Of the summons that came to the knights of Christendom

[125] There has never been a time in the world's history when there were not wrongs to be righted and evils to be battled against; nor were the days of chivalry different from other days. Always there were knights who set themselves to defend the right and vanquish the wrong, and always there was work for them to do. In the days of King Arthur there were dragons and giants to fight, and perilous quests into wild regions to be undertaken, and above all there was the honor of the Round Table to be upheld. The foes of Charlemagne and the peers of France were the Moors and Saracens, heathen peoples from the East who would spread over the [126] fair lands of Europe with their barbarian ways and their strange religion, and kill and drive out the Christian peoples if they were not opposed by a strong and relentless army of warriors. And the knights of that age were victorious and drove out the enemy and saved their country from the hordes of the East, although in the years of that strife the lifeblood of many noble knights was shed.
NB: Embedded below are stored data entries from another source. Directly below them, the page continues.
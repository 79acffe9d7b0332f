//! Stepped peak-hold indicator.

use crate::math::METER_FLOOR_DB;

/// Holds the highest recent level for a fixed time, then snaps straight down
/// to the live level (no interpolated decay).
#[derive(Debug, Clone, Copy, PartialEq)]
#[cfg_attr(
    feature = "serialization",
    derive(serde::Serialize, serde::Deserialize)
)]
pub struct HoldIndicator {
    value_db: f32,
    held_secs: f32,
}

impl Default for HoldIndicator {
    fn default() -> Self {
        Self {
            value_db: METER_FLOOR_DB,
            held_secs: 0.0,
        }
    }
}

impl HoldIndicator {
    pub fn value(&self) -> f32 {
        self.value_db
    }

    /// Seconds since the hold value last changed.
    pub fn held_secs(&self) -> f32 {
        self.held_secs
    }

    /// `level_db` is the level that may raise the hold; `live_db` is what the
    /// hold falls back to once `hold_secs` have passed without a new peak.
    pub fn update(&mut self, level_db: f32, live_db: f32, elapsed_secs: f32, hold_secs: f32) -> f32 {
        if level_db > self.value_db {
            self.value_db = level_db;
            self.held_secs = 0.0;
            return self.value_db;
        }

        self.held_secs += elapsed_secs;
        if self.held_secs >= hold_secs {
            self.value_db = live_db;
            self.held_secs = 0.0;
        }
        self.value_db
    }

    pub fn reset(&mut self) {
        *self = Self::default();
    }
}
To the knights of a later day there came yet another call to service, and this was the fashion of its coming. It was a pious custom of that time for men whose sins weighed heavily upon them, or who sought a purity which their lives of strife and bloodshed could not bring them, to lay aside their arms, and putting on the robes of pilgrims, to make long and perilous journeys over land and sea to the sacred places of the Christian faith. But Jerusalem and all the Holy Land were in the hands of the heathen peoples whom Charlemagne and his knights had driven back from Europe. So these pilgrims returned with tales of the shameful treatment [127] which they had received and of the insolence of the barbarians, who desecrated the holy places and heaped insult and violence upon all Christians. And the hearts of knights everywhere burned at these tales, and they said it was a shame and a disgrace to Christendom that such things should be.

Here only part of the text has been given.